3D-printed, aptamer-based microneedle sensor arrays using magnetic placement on live rats for pharmacokinetic measurements in interstitial fluid

Molecular monitoring in the dermal interstitial fluid (ISF) is an attractive approach to painlessly screen markers of health and disease status on the go. One promising strategy for accessing ISF involves the use of wearable patches containing microneedle sensor arrays. To date, such microneedle sensors have been fabricated via various manufacturing strategies based on injection molding, machining, and advanced lithography to name a few.

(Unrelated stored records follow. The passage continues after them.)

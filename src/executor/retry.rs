//! Bounded HTTPS retries with a single HTTP fallback

use crate::{
    client::Probe,
    logging::ProbeLogger,
    models::{Config, ProbeOutcome, ProbeStatus, TargetResult},
    types::{Target, Transport},
};
use super::CancellationHandle;
use std::sync::Arc;
use std::time::Duration;

/// Retry settings for one target
#[derive(Debug, Clone)]
pub struct RetryConfig {
    /// HTTPS (or TCP) attempts before giving up on the primary transport
    pub attempts: u32,
    pub backoff: Duration,
    pub https_timeout: Duration,
    pub http_timeout: Duration,
}

impl Default for RetryConfig {
    fn default() -> Self {
        Self::from(&Config::default())
    }
}

impl From<&Config> for RetryConfig {
    fn from(config: &Config) -> Self {
        Self {
            attempts: config.retry_attempts.max(1),
            backoff: config.retry_backoff(),
            https_timeout: config.https_timeout(),
            http_timeout: config.http_timeout(),
        }
    }
}

/// Domains that are never probed
///
/// A target matches when its raw string contains any entry, ignoring case.
/// The match is deliberately loose: `notvk.com.example` matches `vk.com`.
#[derive(Debug, Clone, Default)]
pub struct KnownReachable {
    entries: Vec<String>,
}

impl KnownReachable {
    pub fn new<I, S>(entries: I) -> Self
    where
        I: IntoIterator<Item = S>,
        S: AsRef<str>,
    {
        Self {
            entries: entries
                .into_iter()
                .map(|e| e.as_ref().trim().to_lowercase())
                .filter(|e| !e.is_empty())
                .collect(),
        }
    }

    pub fn matches(&self, target: &Target) -> bool {
        let raw = target.raw().to_lowercase();
        self.entries.iter().any(|entry| raw.contains(entry.as_str()))
    }

    pub fn entries(&self) -> &[String] {
        &self.entries
    }
}

/// Runs the retry/fallback sequence for one target at a time
pub struct RetryPolicy {
    probe: Arc<dyn Probe>,
    config: RetryConfig,
    known: KnownReachable,
    logger: ProbeLogger,
}

impl RetryPolicy {
    pub fn new(probe: Arc<dyn Probe>, config: RetryConfig, known: KnownReachable) -> Self {
        Self {
            probe,
            config,
            known,
            logger: ProbeLogger::quiet(),
        }
    }

    pub fn with_logger(mut self, logger: ProbeLogger) -> Self {
        self.logger = logger;
        self
    }

    pub fn config(&self) -> &RetryConfig {
        &self.config
    }

    pub fn logger(&self) -> &ProbeLogger {
        &self.logger
    }

    /// Reconcile one target; `None` when the run was cancelled first
    pub async fn run(&self, target: &Target, cancel: &CancellationHandle) -> Option<TargetResult> {
        if self.known.matches(target) {
            self.logger.log_skipped(target).await;
            return Some(TargetResult::new(
                ProbeOutcome::new(target.clone(), ProbeStatus::Reachable),
                0,
            ));
        }

        let primary = match target {
            Target::Domain(_) => Transport::Https,
            Target::Service { .. } => Transport::Tcp,
        };

        let mut last_failure = ProbeStatus::Timeout;
        let mut first_error: Option<ProbeStatus> = None;

        for attempt in 1..=self.config.attempts {
            let status = self.attempt(target, primary, self.config.https_timeout, cancel).await?;
            self.logger.log_attempt(target, primary, attempt, &status.label()).await;

            if status.is_reachable() {
                return Some(TargetResult::new(ProbeOutcome::new(target.clone(), status), attempt));
            }
            if matches!(status, ProbeStatus::Error(_)) && first_error.is_none() {
                first_error = Some(status.clone());
            }
            last_failure = status;

            if attempt < self.config.attempts {
                tokio::select! {
                    _ = cancel.cancelled() => return None,
                    _ = tokio::time::sleep(self.config.backoff) => {}
                }
            }
        }

        let attempts = self.config.attempts;
        if let Some(error) = first_error {
            return Some(TargetResult::new(ProbeOutcome::new(target.clone(), error), attempts));
        }
        if primary == Transport::Tcp {
            return Some(TargetResult::new(ProbeOutcome::new(target.clone(), last_failure), attempts));
        }

        self.logger.log_fallback(target).await;
        let fallback = self.attempt(target, Transport::Http, self.config.http_timeout, cancel).await?;
        self.logger.log_attempt(target, Transport::Http, attempts + 1, &fallback.label()).await;

        let status = if fallback.is_reachable() {
            ProbeStatus::ReachableHttpOnly
        } else {
            ProbeStatus::fallback_exhausted()
        };
        Some(TargetResult::new(ProbeOutcome::new(target.clone(), status), attempts + 1))
    }

    async fn attempt(
        &self,
        target: &Target,
        transport: Transport,
        limit: Duration,
        cancel: &CancellationHandle,
    ) -> Option<ProbeStatus> {
        if cancel.is_cancelled() {
            return None;
        }
        tokio::select! {
            _ = cancel.cancelled() => None,
            outcome = self.probe.probe(target, transport, limit) => Some(outcome.status),
        }
    }
}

Our groups previously reported 3D-printed microneedles as a convenient and scalable approach to sensor fabrication that, when combined with aptamer-based molecular measurements, can support continuous molecular monitoring inISF. However, the original platform suffered from poor patch stability when deployed on the skin of rodents in vivo. We identified that this problem was due to the rheological properties of the rodent skin, which can contract post microneedle placement, physically pushing the microneedles out of the skin. This sensor retraction caused a loss of electrical contact between working and reference needles, irreversibly damaging the sensors. To address this problem, we report here an innovative approach that allows magnetic placement of microneedle sensor arrays on the skin of live rodents, affixing the patches under light pressure that prevents needle retraction. Using this strategy, we achieved sensor signaling baselines that drift at rates comparable to those seen with other in vivo deployments of electrochemical, aptamer-based sensors. We illustrate real-time pharmacokinetic measurements in live Sprague-Dawley rats using SLA-printed, aptamer-functionalized microneedles and demonstrate their ability to support drift correction via kinetic differential measurements. We also discuss future prospects and challenges.